▸ **What this task involves**
Pull each line containing "order" out of the listing below.
* * *
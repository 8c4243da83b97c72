//! CLI interface for paanj-admin
//!
//! Provides subcommands for:
//! - `listen`: Stream admin events to stdout
//! - `request`: Call the admin REST API once
//! - `config`: Show configuration

mod listen;
mod request;

pub use listen::ListenArgs;
pub use request::RequestArgs;

use clap::{Parser, Subcommand};

#[derive(Parser, Debug)]
#[command(name = "paanj-admin")]
#[command(about = "Command-line client for the Paanj admin API")]
#[command(version)]
pub struct Cli {
    #[command(subcommand)]
    pub command: Commands,

    /// Path to configuration file
    #[arg(short, long, default_value = "config.toml")]
    pub config: String,

    /// Admin secret key, overrides the configuration file
    #[arg(long)]
    pub secret_key: Option<String>,
}

#[derive(Subcommand, Debug)]
pub enum Commands {
    /// Stream admin events to stdout until Ctrl-C
    Listen(ListenArgs),
    /// Send one request to the admin REST API
    Request(RequestArgs),
    /// Show configuration
    Config,
}
//! Connection lifecycle metrics

/// Counter metric types
#[derive(Debug, Clone, Copy)]
pub enum CounterMetric {
    /// Successful handshakes
    Connects,
    /// Failed handshakes
    ConnectFailures,
    /// Read loop ended by an error or a server close
    ConnectionLost,
    /// Automatic reconnection attempts started
    ReconnectAttempts,
    /// Reconnection given up after the attempt ceiling
    ReconnectsExhausted,
    /// Inbound frames that were not a valid envelope
    FramesDropped,
    /// Handler tasks spawned, one per matching handler per event
    HandlerInvocations,
}

impl CounterMetric {
    pub fn name(self) -> &'static str {
        match self {
            CounterMetric::Connects => "paanj_admin_ws_connects_total",
            CounterMetric::ConnectFailures => "paanj_admin_ws_connect_failures_total",
            CounterMetric::ConnectionLost => "paanj_admin_ws_connection_lost_total",
            CounterMetric::ReconnectAttempts => "paanj_admin_ws_reconnect_attempts_total",
            CounterMetric::ReconnectsExhausted => "paanj_admin_ws_reconnects_exhausted_total",
            CounterMetric::FramesDropped => "paanj_admin_ws_frames_dropped_total",
            CounterMetric::HandlerInvocations => "paanj_admin_ws_handler_invocations_total",
        }
    }
}

/// Gauge metric types
#[derive(Debug, Clone, Copy)]
pub enum GaugeMetric {
    /// 1 while the event stream is connected
    Connected,
}

impl GaugeMetric {
    pub fn name(self) -> &'static str {
        match self {
            GaugeMetric::Connected => "paanj_admin_ws_connected",
        }
    }
}

/// Increment a counter
pub fn increment(metric: CounterMetric, by: u64) {
    ::metrics::counter!(metric.name()).increment(by);
}

/// Set a gauge value
pub fn set_gauge(metric: GaugeMetric, value: f64) {
    ::metrics::gauge!(metric.name()).set(value);
}
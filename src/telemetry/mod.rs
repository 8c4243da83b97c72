//! Telemetry module
//!
//! Structured logging and connection metrics

mod logging;
mod metrics;

pub use logging::{init_logging, LogFormat};
pub use metrics::{increment, set_gauge, CounterMetric, GaugeMetric};

use crate::config::TelemetryConfig;
use metrics_exporter_prometheus::PrometheusBuilder;

/// Handle returned once logging and the optional exporter are installed
pub struct TelemetryGuard {
    _priv: (),
}

/// Initialize all telemetry subsystems
///
/// Must run inside a Tokio runtime when `metrics_port` is set, since the
/// Prometheus exporter spawns its HTTP listener there.
pub fn init_telemetry(config: &TelemetryConfig) -> anyhow::Result<TelemetryGuard> {
    init_logging(&config.log_level, config.log_format)?;

    if let Some(port) = config.metrics_port {
        PrometheusBuilder::new()
            .with_http_listener(([0, 0, 0, 0], port))
            .install()
            .map_err(|e| anyhow::anyhow!("Failed to start metrics exporter: {}", e))?;
        tracing::info!(port, "Prometheus exporter listening");
    }

    Ok(TelemetryGuard { _priv: () })
}
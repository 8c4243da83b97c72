//! Event handler registry and dispatch

use async_trait::async_trait;
use serde_json::Value;
use std::collections::HashMap;
use std::sync::Arc;

/// Receives the `data` payload of inbound events of one type
#[async_trait]
pub trait EventHandler: Send + Sync {
    async fn handle(&self, data: Value);
}

#[async_trait]
impl<F> EventHandler for F
where
    F: Fn(Value) + Send + Sync,
{
    async fn handle(&self, data: Value) {
        self(data)
    }
}

/// Append-only mapping from event type to handlers, in registration order
#[derive(Default, Clone)]
pub struct HandlerRegistry {
    handlers: HashMap<String, Vec<Arc<dyn EventHandler>>>,
}

impl HandlerRegistry {
    pub fn new() -> Self {
        Self::default()
    }

    /// Append a handler for `event_type`
    pub fn register(&mut self, event_type: impl Into<String>, handler: Arc<dyn EventHandler>) {
        self.handlers
            .entry(event_type.into())
            .or_default()
            .push(handler);
    }

    /// Snapshot of the handlers for `event_type`
    pub fn handlers_for(&self, event_type: &str) -> Vec<Arc<dyn EventHandler>> {
        self.handlers.get(event_type).cloned().unwrap_or_default()
    }

    /// Number of handlers registered for `event_type`
    pub fn count(&self, event_type: &str) -> usize {
        self.handlers.get(event_type).map_or(0, Vec::len)
    }

    pub fn is_empty(&self) -> bool {
        self.handlers.is_empty()
    }
}

impl std::fmt::Debug for HandlerRegistry {
    fn fmt(&self, f: &mut std::fmt::Formatter<'_>) -> std::fmt::Result {
        let counts: HashMap<&str, usize> = self
            .handlers
            .iter()
            .map(|(k, v)| (k.as_str(), v.len()))
            .collect();
        f.debug_struct("HandlerRegistry")
            .field("handlers", &counts)
            .finish()
    }
}

/// Spawn one task per handler, in registration order. On a current-thread
/// runtime they also start in that order; a multi-thread runtime may start
/// them in any order. A panicking handler only takes down its own task.
pub fn dispatch(handlers: Vec<Arc<dyn EventHandler>>, data: Value) {
    for handler in handlers {
        let data = data.clone();
        tokio::spawn(async move {
            handler.handle(data).await;
        });
    }
}
//! Structured logging setup

use serde::Deserialize;
use tracing_subscriber::{fmt, layer::SubscriberExt, util::SubscriberInitExt, EnvFilter};

/// Log output format
#[derive(Debug, Clone, Copy, Default, PartialEq, Eq, Deserialize)]
#[serde(rename_all = "lowercase")]
pub enum LogFormat {
    /// Human-readable format
    #[default]
    Pretty,
    /// JSON format for log aggregation
    Json,
}

/// Initialize logging with the given level; `RUST_LOG` takes precedence
pub fn init_logging(level: &str, format: LogFormat) -> anyhow::Result<()> {
    let filter = EnvFilter::try_from_default_env().unwrap_or_else(|_| EnvFilter::new(level));
    let registry = tracing_subscriber::registry().with(filter);

    match format {
        LogFormat::Pretty => registry.with(fmt::layer()).try_init(),
        LogFormat::Json => registry.with(fmt::layer().json()).try_init(),
    }
    .map_err(|e| anyhow::anyhow!("Failed to init logging: {}", e))?;

    Ok(())
}
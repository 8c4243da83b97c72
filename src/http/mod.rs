//! Admin REST API
//!
//! Thin authenticated request/response helper over `reqwest`.

mod client;

pub use client::{AdminHttpClient, HttpError, API_KEY_HEADER};
//! Listen command implementation

use crate::config::Config;
use crate::Admin;
use clap::Args;
use serde_json::json;

#[derive(Args, Debug)]
pub struct ListenArgs {
    /// Resource to subscribe to (e.g. "users")
    #[arg(short, long)]
    pub resource: Option<String>,

    /// Event types to print, comma separated (e.g. "user.created,user.deleted")
    #[arg(short, long, value_delimiter = ',')]
    pub events: Vec<String>,
}

impl ListenArgs {
    pub async fn execute(&self, config: &Config) -> anyhow::Result<()> {
        let admin = Admin::new(config.admin.secret_key.clone(), config.admin_options())?;

        for event in &self.events {
            let name = event.clone();
            admin
                .on(event.clone(), move |data| {
                    println!("{name} {data}");
                })
                .await;
        }

        admin.connect().await?;
        tracing::info!(url = %admin.options().ws_url, "Listening for admin events");

        if let Some(resource) = &self.resource {
            admin
                .subscribe(&json!({ "resource": resource, "events": self.events }))
                .await?;
            tracing::info!(resource = %resource, events = ?self.events, "Subscribed");
        }

        tokio::signal::ctrl_c().await?;
        tracing::info!("Shutting down");
        admin.disconnect().await;

        Ok(())
    }
}
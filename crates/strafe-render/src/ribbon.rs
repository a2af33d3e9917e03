//! The tapered history ribbon.
//!
//! Record `i` (oldest first, `0..len`) sits at
//! `y = base + (len - i) * scroll_speed`, so older records are pushed
//! further down the surface. Segment `i` joins record `i - 1` to record
//! `i`; it takes the color of the newer endpoint and a width of
//! `max(min_width, max_width * (1 - i / len)^taper_exponent)`.

use strafe_core::TickRecord;

use crate::color::category_color;
use crate::error::StyleError;
use crate::surface::{LineCap, Point, Stroke, Surface};

/// Shape of the history ribbon.
#[derive(Clone, Copy, Debug, PartialEq)]
pub struct RibbonStyle {
    /// Width floor for the oldest segments. Default: 25.
    pub min_width: f64,
    /// Width ceiling before tapering. Default: 70.
    pub max_width: f64,
    /// Shaping exponent of the taper. Default: 0.1.
    pub taper_exponent: f64,
    /// Fraction of the surface height used as the top margin. Default: 1/8.
    pub top_margin_ratio: f64,
}

impl Default for RibbonStyle {
    fn default() -> Self {
        Self {
            min_width: 25.0,
            max_width: 70.0,
            taper_exponent: 0.1,
            top_margin_ratio: 0.125,
        }
    }
}

impl RibbonStyle {
    /// Check the style's invariants.
    pub fn validate(&self) -> Result<(), StyleError> {
        if !self.min_width.is_finite() || self.min_width <= 0.0 {
            return Err(StyleError::RibbonMinWidth {
                value: self.min_width,
            });
        }
        if !self.max_width.is_finite() || self.max_width < self.min_width {
            return Err(StyleError::RibbonMaxWidth {
                max: self.max_width,
                min: self.min_width,
            });
        }
        if !self.taper_exponent.is_finite() || self.taper_exponent <= 0.0 {
            return Err(StyleError::TaperExponent {
                value: self.taper_exponent,
            });
        }
        if !(0.0..=1.0).contains(&self.top_margin_ratio) {
            return Err(StyleError::TopMarginRatio {
                value: self.top_margin_ratio,
            });
        }
        Ok(())
    }

    /// Width of segment `i` in a history of `len` records.
    pub fn width_at(&self, i: usize, len: usize) -> f64 {
        if len == 0 {
            return self.max_width;
        }
        let progress = i as f64 / len as f64;
        let factor = (1.0 - progress).max(0.0).powf(self.taper_exponent);
        (self.max_width * factor).max(self.min_width)
    }

    /// Vertical position of record `i` in a history of `len` records.
    pub fn y_at(&self, i: usize, len: usize, base: f64, scroll_speed: f64) -> f64 {
        base + len.saturating_sub(i) as f64 * scroll_speed
    }

    /// Draw the ribbon through consecutive records.
    ///
    /// `slots` yields the logical history oldest first; a `None` slot
    /// suppresses both segments touching it. Returns the number of
    /// segments drawn.
    pub fn draw<S, I>(
        &self,
        surface: &mut S,
        slots: I,
        len: usize,
        surface_height: f64,
        scroll_speed: f64,
    ) -> usize
    where
        S: Surface + ?Sized,
        I: IntoIterator<Item = Option<TickRecord>>,
    {
        let base = surface_height * self.top_margin_ratio;
        let mut drawn = 0;
        let mut previous: Option<TickRecord> = None;

        for (i, slot) in slots.into_iter().take(len).enumerate() {
            if let (Some(prev), Some(curr)) = (previous, slot) {
                surface.stroke(&Stroke {
                    from: Point::new(prev.x, self.y_at(i - 1, len, base, scroll_speed)),
                    to: Point::new(curr.x, self.y_at(i, len, base, scroll_speed)),
                    width: self.width_at(i, len),
                    color: category_color(curr.category),
                    cap: LineCap::Round,
                });
                drawn += 1;
            }
            previous = slot;
        }
        drawn
    }
}

#[cfg(test)]
mod tests {
    use super::*;
    use crate::color::{NEUTRAL_GRAY, SYNCED_GREEN};
    use crate::display_list::DisplayList;
    use strafe_core::SyncCategory;

    fn rec(x: f64, synced: bool) -> Option<TickRecord> {
        let category = if synced {
            SyncCategory::Synced
        } else {
            SyncCategory::NotSynced
        };
        Some(TickRecord::new(x, category))
    }

    #[test]
    fn default_style_is_valid() {
        assert!(RibbonStyle::default().validate().is_ok());
    }

    #[test]
    fn inverted_widths_are_rejected() {
        let style = RibbonStyle {
            min_width: 80.0,
            ..RibbonStyle::default()
        };
        match style.validate() {
            Err(StyleError::RibbonMaxWidth { max, min }) => {
                assert_eq!((max, min), (70.0, 80.0));
            }
            other => panic!("expected RibbonMaxWidth, got {other:?}"),
        }
    }

    #[test]
    fn width_tapers_and_respects_floor() {
        let style = RibbonStyle::default();
        let first = style.width_at(1, 500);
        let last = style.width_at(499, 500);
        assert!(first > last);
        assert!(first <= 70.0);
        assert!(last >= 25.0);
        // (1 - 1/500)^0.1 is just under one.
        assert!((first - 70.0 * (499.0f64 / 500.0).powf(0.1)).abs() < 1e-9);
    }

    #[test]
    fn width_hits_floor_at_the_end() {
        let style = RibbonStyle::default();
        assert_eq!(style.width_at(500, 500), 25.0);
    }

    #[test]
    fn y_positions_push_older_records_down() {
        let style = RibbonStyle::default();
        let base = 100.0;
        assert_eq!(style.y_at(0, 10, base, 3.0), 130.0);
        assert_eq!(style.y_at(9, 10, base, 3.0), 103.0);
    }

    #[test]
    fn segments_take_color_of_newer_endpoint() {
        let style = RibbonStyle::default();
        let mut list = DisplayList::new(800.0, 800.0);
        let slots = vec![rec(10.0, true), rec(20.0, false), rec(30.0, true)];
        let drawn = style.draw(&mut list, slots, 3, 800.0, 3.0);
        assert_eq!(drawn, 2);

        let strokes: Vec<_> = list.strokes().copied().collect();
        assert_eq!(strokes[0].color, NEUTRAL_GRAY);
        assert_eq!(strokes[1].color, SYNCED_GREEN);
        assert_eq!(strokes[0].from.x, 10.0);
        assert_eq!(strokes[0].to.x, 20.0);
        // base = 800 / 8 = 100; record 0 at 100 + 3*3, record 1 at 100 + 2*3.
        assert_eq!(strokes[0].from.y, 109.0);
        assert_eq!(strokes[0].to.y, 106.0);
        assert!(strokes.iter().all(|s| s.cap == LineCap::Round));
    }

    #[test]
    fn missing_neighbours_are_skipped() {
        let style = RibbonStyle::default();
        let mut list = DisplayList::new(800.0, 800.0);
        let slots = vec![rec(1.0, true), None, rec(3.0, true), rec(4.0, true)];
        let drawn = style.draw(&mut list, slots, 4, 800.0, 3.0);
        assert_eq!(drawn, 1);
    }

    #[test]
    fn single_record_draws_nothing() {
        let style = RibbonStyle::default();
        let mut list = DisplayList::new(800.0, 800.0);
        assert_eq!(style.draw(&mut list, vec![rec(1.0, true)], 1, 800.0, 3.0), 0);
    }

    mod proptests {
        use super::*;
        use proptest::prelude::*;

        proptest! {
            #[test]
            fn width_is_monotone_and_bounded(len in 1usize..1000) {
                let style = RibbonStyle::default();
                let mut last = f64::INFINITY;
                for i in 1..len {
                    let w = style.width_at(i, len);
                    prop_assert!(w >= style.min_width && w <= style.max_width);
                    prop_assert!(w <= last);
                    last = w;
                }
            }
        }
    }
}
* * *
▸ **Response to this task**
/// Append-only mapping from event type to handlers, in registration order
/// Spawn one task per handler, in registration order. On a current-thread
/// runtime they also start in that order; a multi-thread runtime may start
/// them in any order. A panicking handler only takes down its own task.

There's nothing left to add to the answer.